The project is based on PyTorch 1.1+ and Python 3.6+. To run our code, install:

pip install -r requirements.txt

The following requirements should be satisfied:

Datasets

The datasets used in our paper are available here.

Training

Training NER Models

Run:

CUDA_VISIBLE_DEVICES=0 python train.py --config config/pubmed_bilstm_crf.yaml

Dataset config

To set the dataset manully, you can set the dataset in the $config_file by:

targets: ner
ner:
  Corpus: ColumnCorpus-1
  ColumnCorpus-1: 
    data_folder: datasets/MTL-Bioinformatics-2016/AnatEM-IOB
    column_format:
      0: text
      1: ner
    tag_to_bioes: ner
  tag_dictionary: resources/taggers/your_ner_tags.pkl

The tag_dictionary is a path to the tag dictionary for the task.
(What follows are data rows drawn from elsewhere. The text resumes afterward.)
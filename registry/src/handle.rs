// Copyright (c) Microsoft Corporation.
// Licensed under the MIT License.

//! The registry's public handle and the command protocol it sends to the owning actor task.

use std::collections::BTreeMap;

use sparkmesh_protocol::mgmt::{ObjectTree, ResponseStatus};
use tokio::sync::{broadcast, mpsc, oneshot};

use crate::actor::{run_actor, Command};
use crate::error::{RegistryError, RegistryErrorKind};
use crate::event::Event;
use crate::record::{Capability, DeviceRecord, ExpectedPaths, MetricSnapshot, Status};

/// Default bound on both the command mailbox and the event broadcast channel (spec §4.8/§5:
/// "bounded... default 10 000... drop-oldest").
pub const DEFAULT_EVENT_QUEUE_CAPACITY: usize = 10_000;

/// Construction options for [`Registry::spawn`].
#[derive(Debug, Clone, Copy)]
pub struct RegistryConfig {
    /// Capacity of the bounded event broadcast channel.
    pub event_queue_capacity: usize,
    /// Capacity of the command mailbox.
    pub command_queue_capacity: usize,
}

impl Default for RegistryConfig {
    fn default() -> Self {
        Self {
            event_queue_capacity: DEFAULT_EVENT_QUEUE_CAPACITY,
            command_queue_capacity: DEFAULT_EVENT_QUEUE_CAPACITY,
        }
    }
}

/// Selects which records [`RegistryHandle::list`] returns.
#[derive(Debug, Clone, PartialEq, Eq)]
pub enum DeviceFilter {
    /// Every known device.
    All,
    /// Devices currently in the given status.
    ByStatus(Status),
    /// Devices of the given type.
    ByDeviceType(String),
}

/// A cheap, cloneable handle to the registry actor.
#[derive(Clone)]
pub struct RegistryHandle {
    tx: mpsc::Sender<Command>,
    events: broadcast::Sender<Event>,
}

/// Entry point: spawns a registry actor and returns a handle plus the task driving it.
///
/// The returned future must be polled to completion (typically via `tokio::spawn`) for the
/// handle to do anything; this mirrors the broker facade's `BrokerSession::run` pattern of
/// separating construction from the long-lived driving task.
pub struct Registry;

impl Registry {
    /// Spawn a new registry actor. Returns a handle and the task that drives it; the caller is
    /// responsible for spawning the task (e.g. with `tokio::spawn`).
    #[must_use]
    pub fn spawn(config: RegistryConfig) -> (RegistryHandle, impl std::future::Future<Output = ()>) {
        let (tx, rx) = mpsc::channel(config.command_queue_capacity);
        let (events, _) = broadcast::channel(config.event_queue_capacity);
        let handle = RegistryHandle {
            tx,
            events: events.clone(),
        };
        let task = run_actor(rx, events);
        (handle, task)
    }
}

impl RegistryHandle {
    async fn send(&self, command: Command) -> Result<(), RegistryError> {
        self.tx
            .send(command)
            .await
            .map_err(|_| RegistryErrorKind::ActorGone.into())
    }

    /// Apply a TELEMETRY birth (or rebirth): replace the device's metric schema and values.
    ///
    /// # Errors
    /// Returns [`RegistryError`] if the actor task has shut down.
    pub async fn apply_telemetry_birth(
        &self,
        device_id: impl Into<String>,
        device_type: Option<String>,
        group_id: Option<String>,
        timestamp_ms: u64,
        metrics: BTreeMap<String, MetricSnapshot>,
    ) -> Result<(), RegistryError> {
        self.send(Command::TelemetryBirth {
            device_id: device_id.into(),
            device_type,
            group_id,
            timestamp_ms,
            metrics,
        })
        .await
    }

    /// Apply a TELEMETRY data merge: mirror the host engine's already-merged metric snapshot.
    ///
    /// # Errors
    /// Returns [`RegistryError`] if the actor task has shut down.
    pub async fn apply_telemetry_data(
        &self,
        device_id: impl Into<String>,
        timestamp_ms: u64,
        metrics: BTreeMap<String, MetricSnapshot>,
        seq_expected: u8,
    ) -> Result<(), RegistryError> {
        self.send(Command::TelemetryData {
            device_id: device_id.into(),
            timestamp_ms,
            metrics,
            seq_expected,
        })
        .await
    }

    /// Mark a device's telemetry path stale following a sequence-gap rebirth request.
    ///
    /// # Errors
    /// Returns [`RegistryError`] if the actor task has shut down.
    pub async fn apply_telemetry_gap(
        &self,
        device_id: impl Into<String>,
        timestamp_ms: u64,
    ) -> Result<(), RegistryError> {
        self.send(Command::TelemetryGap {
            device_id: device_id.into(),
            timestamp_ms,
        })
        .await
    }

    /// Apply a TELEMETRY death: clear metrics, mark the telemetry path offline.
    ///
    /// # Errors
    /// Returns [`RegistryError`] if the actor task has shut down.
    pub async fn apply_telemetry_death(
        &self,
        device_id: impl Into<String>,
        timestamp_ms: u64,
    ) -> Result<(), RegistryError> {
        self.send(Command::TelemetryDeath {
            device_id: device_id.into(),
            timestamp_ms,
        })
        .await
    }

    /// Apply a MGMT registration: replace the object tree wholesale.
    ///
    /// # Errors
    /// Returns [`RegistryError`] if the actor task has shut down.
    pub async fn apply_mgmt_registered(
        &self,
        device_id: impl Into<String>,
        lifetime_s: u64,
        objects: ObjectTree,
        timestamp_ms: u64,
    ) -> Result<(), RegistryError> {
        self.send(Command::MgmtRegistered {
            device_id: device_id.into(),
            lifetime_s,
            objects,
            timestamp_ms,
        })
        .await
    }

    /// Apply a MGMT update: merge the delta into the object tree.
    ///
    /// # Errors
    /// Returns [`RegistryError`] if the actor task has shut down.
    pub async fn apply_mgmt_updated(
        &self,
        device_id: impl Into<String>,
        delta: ObjectTree,
        timestamp_ms: u64,
    ) -> Result<(), RegistryError> {
        self.send(Command::MgmtUpdated {
            device_id: device_id.into(),
            delta,
            timestamp_ms,
        })
        .await
    }

    /// Apply an explicit MGMT deregistration.
    ///
    /// # Errors
    /// Returns [`RegistryError`] if the actor task has shut down.
    pub async fn apply_mgmt_deregistered(
        &self,
        device_id: impl Into<String>,
        timestamp_ms: u64,
    ) -> Result<(), RegistryError> {
        self.send(Command::MgmtDeregistered {
            device_id: device_id.into(),
            timestamp_ms,
        })
        .await
    }

    /// Apply a single lifetime expiry (`Online` → `Stale`).
    ///
    /// # Errors
    /// Returns [`RegistryError`] if the actor task has shut down.
    pub async fn apply_mgmt_lifetime_stale(
        &self,
        device_id: impl Into<String>,
        timestamp_ms: u64,
    ) -> Result<(), RegistryError> {
        self.send(Command::MgmtLifetimeStale {
            device_id: device_id.into(),
            timestamp_ms,
        })
        .await
    }

    /// Apply a double lifetime expiry (`Stale` → `Offline`).
    ///
    /// # Errors
    /// Returns [`RegistryError`] if the actor task has shut down.
    pub async fn apply_mgmt_lifetime_expired(
        &self,
        device_id: impl Into<String>,
        timestamp_ms: u64,
    ) -> Result<(), RegistryError> {
        self.send(Command::MgmtLifetimeExpired {
            device_id: device_id.into(),
            timestamp_ms,
        })
        .await
    }

    /// Record a correlated command response observed on the MGMT `resp` topic.
    ///
    /// # Errors
    /// Returns [`RegistryError`] if the actor task has shut down.
    pub async fn apply_command_response(
        &self,
        device_id: impl Into<String>,
        timestamp_ms: u64,
        correlation_id: impl Into<String>,
        status: ResponseStatus,
    ) -> Result<(), RegistryError> {
        self.send(Command::CommandResponse {
            device_id: device_id.into(),
            timestamp_ms,
            correlation_id: correlation_id.into(),
            status,
        })
        .await
    }

    /// Declare which paths a device's type is expected to use, governing the combined
    /// [`Status`] invariant.
    ///
    /// # Errors
    /// Returns [`RegistryError`] if the actor task has shut down.
    pub async fn set_expected_paths(
        &self,
        device_id: impl Into<String>,
        expected: ExpectedPaths,
    ) -> Result<(), RegistryError> {
        self.send(Command::SetExpectedPaths {
            device_id: device_id.into(),
            expected,
        })
        .await
    }

    /// Attach capabilities (typically sourced from a loaded device-description) to a device.
    ///
    /// # Errors
    /// Returns [`RegistryError`] if the actor task has shut down.
    pub async fn set_capabilities(
        &self,
        device_id: impl Into<String>,
        capabilities: BTreeMap<String, Capability>,
    ) -> Result<(), RegistryError> {
        self.send(Command::SetCapabilities {
            device_id: device_id.into(),
            capabilities,
        })
        .await
    }

    /// Look up one device's current record.
    ///
    /// # Errors
    /// Returns [`RegistryError`] if the actor task has shut down.
    pub async fn get(&self, device_id: impl Into<String>) -> Result<Option<DeviceRecord>, RegistryError> {
        let (reply, rx) = oneshot::channel();
        self.send(Command::Get {
            device_id: device_id.into(),
            reply,
        })
        .await?;
        rx.await.map_err(|_| RegistryErrorKind::ActorGone.into())
    }

    /// List device records matching `filter`.
    ///
    /// # Errors
    /// Returns [`RegistryError`] if the actor task has shut down.
    pub async fn list(&self, filter: DeviceFilter) -> Result<Vec<DeviceRecord>, RegistryError> {
        let (reply, rx) = oneshot::channel();
        self.send(Command::List { filter, reply }).await?;
        rx.await.map_err(|_| RegistryErrorKind::ActorGone.into())
    }

    /// Subscribe to the registry's event stream. The channel is bounded and drop-oldest: a slow
    /// subscriber observes [`tokio::sync::broadcast::error::RecvError::Lagged`] rather than
    /// stalling the registry's write path.
    #[must_use]
    pub fn subscribe_events(&self) -> broadcast::Receiver<Event> {
        self.events.subscribe()
    }
}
If the path does not exist, the code will generate a tag dictionary at the path automatically. The dataset format is: Corpus: $CorpusClassName-$id, where $id is the name of datasets (anything you like). You can train multiple datasets jointly. For example:

Please refer to Config File for more details.

Config File

The config files are based on yaml format.